Hotaru Opera

Jun 20, 2006 20:42




Hold me closer, tiny hotaaaaruuuuu

You knew it had to happen, right? Don’t pretend to be shocked or anything. I mean, I’ve been living in this country for nearly a year now. Eventually, we all knew it would come to this…



That’s right, I bought a yukata!

Perhaps I might have mentioned, once or twice, that Tatsuno is famous for its Hotaru Matsuri. Please recall the HallowIna entry for me in a ridiculously (awesome) hotaru costume, which I wore as a gesture of solidarity for my fellow Tatsuno hotaru. Well, last week was hotaru maaaaadness. Tatsuno’s main drag was abuzz with festival stalls, selling everything from kebabs to crepes. Little children were wearing adorable outfits, people were banging on drums and carrying shrines around like nobody’s business. It was a Tatsuno I had never seen before; there were so many…whaddya call ‘em? Oh yeah, PEOPLE.



Just look at them all!



Oh, the shrine carrying!



Oh, the drum banging!

The week before last, my friend Honami asked me if I’d like to dance in the festival with the people from her neighborhood, that Sunday. What a question, of course I wanted to dance in the festival with the people from her neighborhood on Sunday. Would anyone need to think about that question for more than twenty seconds? Then she asked me if I had a yukata, and I said no, but that I’d been wanting to get one anyway, so I’d make sure to procure one before the big day. Satisfied, we both went our separate ways, which happened to lead us both to the teacher’s room, since this was all taking place at work.
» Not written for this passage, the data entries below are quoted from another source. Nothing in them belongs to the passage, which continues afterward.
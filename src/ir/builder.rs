use super::{BinOp, BlockId, FuncId, IcmpPred, Inst, InstKind, IrType, Module, UnOp, Value};

/// Appends instructions at a current insertion point. The builder only holds
/// positions; the module owns everything it builds.
#[derive(Debug, Default)]
pub struct Builder {
    func: Option<FuncId>,
    block: Option<BlockId>,
}

impl Builder {
    pub fn new() -> Builder {
        Builder::default()
    }

    /// Point the builder at the end of `block` within `func`.
    pub fn position_at_end(&mut self, func: FuncId, block: BlockId) {
        self.func = Some(func);
        self.block = Some(block);
    }

    pub fn function(&self) -> Option<FuncId> {
        self.func
    }

    fn spot(&self) -> (FuncId, BlockId) {
        let (Some(func), Some(block)) = (self.func, self.block) else {
            panic!("builder used without an insertion point")
        };
        (func, block)
    }

    fn push(&self, module: &mut Module, inst: Inst) -> Value {
        let (func, block) = self.spot();
        Value::Inst(module.function_mut(func).push_inst(block, inst))
    }

    /// Reserve a stack slot. Allocas always go into the entry block, in
    /// front of its terminator if it already has one.
    pub fn build_alloca(&self, module: &mut Module, allocated: IrType, name: &str) -> Value {
        let (func, _) = self.spot();
        let function = module.function_mut(func);

        let Some(entry) = function.entry() else {
            panic!("alloca outside a function body")
        };

        let insts = &function.block(entry).insts;
        let index = match insts.last() {
            Some(&last) if function.inst(last).is_terminator() => insts.len() - 1,
            _ => insts.len(),
        };

        let inst = Inst {
            ty: allocated.clone().ptr_to(),
            kind: InstKind::Alloca { allocated },
            name: Some(name.to_owned()),
        };

        Value::Inst(function.insert_inst(entry, index, inst))
    }

    pub fn build_load(&self, module: &mut Module, ptr: Value) -> Value {
        let (func, _) = self.spot();

        let Some(ty) = module.value_type(func, &ptr).pointee().cloned() else {
            panic!("load from a non-pointer value")
        };

        self.push(
            module,
            Inst {
                kind: InstKind::Load { ptr },
                ty,
                name: None,
            },
        )
    }

    pub fn build_store(&self, module: &mut Module, value: Value, ptr: Value) {
        self.push(
            module,
            Inst {
                kind: InstKind::Store { value, ptr },
                ty: IrType::Void,
                name: None,
            },
        );
    }

    pub fn build_binary(&self, module: &mut Module, op: BinOp, lhs: Value, rhs: Value) -> Value {
        let (func, _) = self.spot();
        let ty = module.value_type(func, &lhs);

        self.push(
            module,
            Inst {
                kind: InstKind::Binary { op, lhs, rhs },
                ty,
                name: None,
            },
        )
    }

    pub fn build_icmp(&self, module: &mut Module, pred: IcmpPred, lhs: Value, rhs: Value) -> Value {
        self.push(
            module,
            Inst {
                kind: InstKind::Icmp { pred, lhs, rhs },
                ty: IrType::I1,
                name: None,
            },
        )
    }

    pub fn build_unary(&self, module: &mut Module, op: UnOp, operand: Value) -> Value {
        let (func, _) = self.spot();
        let ty = module.value_type(func, &operand);

        self.push(
            module,
            Inst {
                kind: InstKind::Unary { op, operand },
                ty,
                name: None,
            },
        )
    }

    pub fn build_call(&self, module: &mut Module, callee: FuncId, args: Vec<Value>) -> Value {
        let ty = module.function(callee).ret.clone();

        self.push(
            module,
            Inst {
                kind: InstKind::Call { callee, args },
                ty,
                name: None,
            },
        )
    }

    pub fn build_ret(&self, module: &mut Module, value: Option<Value>) {
        self.push(
            module,
            Inst {
                kind: InstKind::Ret { value },
                ty: IrType::Void,
                name: None,
            },
        );
    }

    pub fn build_br(&self, module: &mut Module, target: BlockId) {
        self.push(
            module,
            Inst {
                kind: InstKind::Br { target },
                ty: IrType::Void,
                name: None,
            },
        );
    }

    pub fn build_cond_br(
        &self,
        module: &mut Module,
        cond: Value,
        then_target: BlockId,
        else_target: BlockId,
    ) {
        self.push(
            module,
            Inst {
                kind: InstKind::CondBr {
                    cond,
                    then_target,
                    else_target,
                },
                ty: IrType::Void,
                name: None,
            },
        );
    }
}
use pest::iterators::Pair;

use super::{Position, Rule, Statement};

/// A braced sequence of declarations and statements.
#[derive(Debug, Clone, PartialEq)]
pub struct Compound<T> {
    pub items: Vec<Statement<T>>,
    pub position: Position,
    pub info: T,
}

impl Compound<()> {
    pub fn from_pair(pair: Pair<Rule>, file: &str) -> Compound<()> {
        assert_eq!(pair.as_rule(), Rule::compound);

        let (line, col) = pair.line_col();

        let items = pair
            .into_inner()
            .map(|item| Statement::from_pair(item, file))
            .collect();

        Compound {
            items,
            position: (file.to_owned(), line, col),
            info: (),
        }
    }
}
That Friday I set out to buy a yukata, and on Honami’s suggestion, first visited the kimono shop in Tatsuno’s little shopping center. As luck would have it, they were having a special sale, wherein you could buy a yukata, obi, and geta (the shoes) for under 3,000 yen. Under 3,000 yen? Under 3,000 yen!?! Including the shoes? Zounds! (I didn’t need to go to anymore shops after this one.) The women were very helpful, especially when I sheepishly revealed that I had absolutely no idea how to wear the garment I’d just purchased. They told me to come to the shop an hour before I needed to be wherever it was I was going, and they’d help me get dressed. As you can see, I did, and they did, and all was right with the world.

I was to meet Honami and the rest of the group that evening, at 6pm, in the parking lot of a green building. After the formal greetings, I was given a tiny little can of beer, and we all trouped out into the street to line up. I covertly whispered to Honami, asking whether we were going to practice this dance at all before the parade started. No, we were not. Oh well, at least I looked yukata-fabulous.

Once the music started and we all started moving, I began desperately trying to follow along with the women standing in front of us. The streets were absolutely packed-just packed! The dance itself was slow, so that wasn’t a problem, it just…wasn’t intuitive. There was a lot of fan clapping (we’d all been given fans in the parking lot), and wrist twisting, and I was really doing a great job of mangling all the hand movements. I didn’t care, though, it was an incredible experience. Here I was, in the main street of this tiny town, dancing this silly dance with my community. Nevermind that I was doing a suck job of it, that didn’t matter; I was out there, doing my best, and that’s what counted. It sounds corny, and as though I’m trying to affect some assimilation of Japan-ness when I say it, but that’s not it at all: It was just nice.

After I finally thought I had the dance down pat, we all stopped and took a little break. I was handed so many tiny packets of peanuts that I started stashing them in my voluminous sleeves. After a few minutes, a new song started and we began a new dance. Sigh. After getting down with this dance for a while, the dancing portion of the evening was over, and the massive crowd started to disperse. I said good night to Honami because, a) My feet were starting to hurt just a little bit, and b) I really, really needed to pee.



Say cheeee-zu



My hard, wooden shoes, which look fierce, nevertheless



Last Sunday, I walked out to the park to actually see the fireflies. The weekend before last, that of the dancing and shrine carrying, had been the beginning of the week long festival. The weather was still a little on the cool side at that point, and a teacher told me that we’d probably have to wait until the end of the festival to see the hotaru, since they like hot, humid weather. Well, it was certainly humid that night-Just stepping outside made me feel clammy all over. The Tatsuno hotaru seem to prefer sitting in the grass and bushes than flying about, unlike Virginia fireflies. It really was gorgeous, and I did my best to take some pictures, even though it was nighttime and I had to turn the flash off because it makes the hotaru nervous. I seem to have picked up some paranormal energy or something in this last picture. Perhaps it’s the angry soul of a dead hotaru who, made too nervous by the flash of some inconsiderate foreigner’s camera, flew headfirst into the river. Rest in peace, my little friend.